ご高論の中で「政治的エコロジー」の位置づけはどのように
なされているのか、お伺いできれば幸いです。

ぱしもんさん

大変興味深い論文です。僕も開発経済学の観点から“環境”はどのように位置づけられるかに興味を持っています。質問よろしいでしょうか。

僕は特に(開発)経済学において近年注目を集めているパラダイムの一つ、“持続的開発”について、そのパラダイム提起に至った背景には巨大な地政学的な理由があったと考えています。

国連ブルントラント委員会の最終報告書「われら共有の未来」は、持続的開発を次のように定義しました。

「将来世代が自らのニーズを充足する能力を損なうことなく、現在の世代のニーズを満たすような開発」

“開発”をめぐるパラダイム(ぱしもんさんの言葉では“思想”ということになるのでしょうか)には、悲しいかな、いつの時代も哲学的思想よりも現実の政治・経済の力学が優先して働いてきました。

簡単に下記しますが、戦後、各国の開発援助はかなり長い間、“東西冷戦”構造によって縛られていました。要するに先進各国は同じ陣営の途上国に多額のODAを供与するという構造ができました。

ほどなくして、もう一つの地政学的対立が開発援助において顕著となった。すなわち、“南北問題”あるいは“南北対立”と呼ばれる、「北」の先進国と「南」の途上国という対立構造で語られる開発援助です。

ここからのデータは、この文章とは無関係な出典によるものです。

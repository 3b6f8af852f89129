//! Session revocation.
//!
//! Tokens are stateless, so the only way to end a session before `exp` is to remember its
//! `jti` until that moment. [`RevocationList`] keeps each revoked `jti` with the token's expiry
//! and forgets it once the token would have been rejected as expired anyway.

use std::collections::HashMap;
use std::sync::{Arc, PoisonError, RwLock};

use tracing::debug;

use super::claims::Claims;

/// Decides whether an otherwise valid token has been withdrawn.
///
/// Called by [`super::IdentityResolver`] with claims whose signature and expiry already passed.
pub trait RevocationChecker: Send + Sync {
    fn is_revoked(&self, claims: &Claims) -> bool;
}

/// Process-local revocation list keyed by `jti`.
///
/// Clones share one list. Tokens without a `jti` cannot be revoked.
#[derive(Clone, Default)]
pub struct RevocationList {
    /// `jti` → `exp` of the revoked token
    entries: Arc<RwLock<HashMap<String, u64>>>,
}

impl RevocationList {
    #[must_use]
    pub fn new() -> Self {
        Self::default()
    }

    /// Withdraw the session these claims belong to.
    ///
    /// Returns `false` when the claims carry no `jti`. A missing `exp` keeps the entry until
    /// it is reinstated.
    pub fn revoke(&self, claims: &Claims) -> bool {
        let Some(jti) = claims.jti.as_deref() else {
            return false;
        };
        let exp = claims.exp.unwrap_or(u64::MAX);
        self.entries
            .write()
            .unwrap_or_else(PoisonError::into_inner)
            .insert(jti.to_string(), exp);
        debug!(jti = %jti, exp, "Session revoked");
        true
    }

    /// Accept the token with this `jti` again. Returns whether it was revoked.
    pub fn reinstate(&self, jti: &str) -> bool {
        self.entries
            .write()
            .unwrap_or_else(PoisonError::into_inner)
            .remove(jti)
            .is_some()
    }

    /// Forget entries whose token has expired at `now` and return how many were dropped.
    pub fn prune_expired(&self, now: u64) -> usize {
        let mut entries = self.entries.write().unwrap_or_else(PoisonError::into_inner);
        let before = entries.len();
        entries.retain(|_, exp| *exp >= now);
        before - entries.len()
    }

    #[must_use]
    pub fn len(&self) -> usize {
        self.entries
            .read()
            .unwrap_or_else(PoisonError::into_inner)
            .len()
    }

    #[must_use]
    pub fn is_empty(&self) -> bool {
        self.len() == 0
    }
}

impl RevocationChecker for RevocationList {
    fn is_revoked(&self, claims: &Claims) -> bool {
        let Some(jti) = claims.jti.as_deref() else {
            return false;
        };
        self.entries
            .read()
            .unwrap_or_else(PoisonError::into_inner)
            .contains_key(jti)
    }
}

#[cfg(test)]
mod tests {
    use super::*;

    fn session(jti: &str, exp: u64) -> Claims {
        Claims {
            jti: Some(jti.to_string()),
            exp: Some(exp),
            ..Claims::for_user("42", "user")
        }
    }

    #[test]
    fn claims_without_jti_cannot_be_revoked() {
        let list = RevocationList::new();
        let anonymous = Claims::for_user("42", "user");
        assert!(!list.revoke(&anonymous));
        assert!(!list.is_revoked(&anonymous));
        assert!(list.is_empty());
    }

    #[test]
    fn prune_drops_only_expired_entries() {
        let list = RevocationList::new();
        list.revoke(&session("old", 100));
        list.revoke(&session("edge", 200));
        list.revoke(&session("new", 300));

        assert_eq!(list.prune_expired(200), 1);
        assert!(!list.is_revoked(&session("old", 100)));
        assert!(list.is_revoked(&session("edge", 200)));
        assert!(list.is_revoked(&session("new", 300)));
        assert_eq!(list.len(), 2);
    }

    #[test]
    fn poisoned_lock_keeps_rejecting_revoked_tokens() {
        let list = RevocationList::new();
        let claims = session("abc", 500);
        list.revoke(&claims);

        let shared = list.clone();
        let poisoner = std::thread::spawn(move || {
            let _guard = shared.entries.write().unwrap();
            panic!("poison the revocation lock");
        });
        assert!(poisoner.join().is_err());
        assert!(list.entries.is_poisoned());

        assert!(list.is_revoked(&claims));
        assert!(list.reinstate("abc"));
        assert!(!list.is_revoked(&claims));
    }
}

こういった地政学的背景がある中、“東西”と“南北”の枠組みによって身動きの取れなくなった学者や政治家達が、“やむにやまれず”、開発の全面に押し出すこととなったのが“持続可能な開発”だったという理解です。

上記国連ブルントラント委員会の定義からも明らかなように、“持続可能な開発”は、「南北―東西」の空間に、“時間軸”を導入するものです。すなわち焦点は、“東西陣営・南北陣営”が共通の問題として取り組むべき“開発”のパラダイムを打ち立て、行き詰まった現状を打開することにありました。“将来世代”という未来に生きる主体を導入することによって。従い、“持続可能な開発”の焦点は、全世界の人間が“問題として取り組むことのできる”、“環境”となっていくわけです。

勿論、ローマクラブの報告等に見られる警鐘も“持続可能な開発”のパラダイム生成に寄与したと思います。しかし現実は、上記のような地政学的背景や、経済のグローバル化等の経済的要因によって“やむにやまれず”、環境思想はその歩みを進めていったのではないかと思います。


上記の点、“環境思想”という哲学的思想樹立の意義を説くぱしもんさんは、どのようにお考えになりますか?
ばしもんさん

大変興味を持っております。

博士論文を読みたいのですが、その方法を教えてください。
私の学校の図書館から、インターライブラリー制度を使って、取り寄せ可能でしょうか。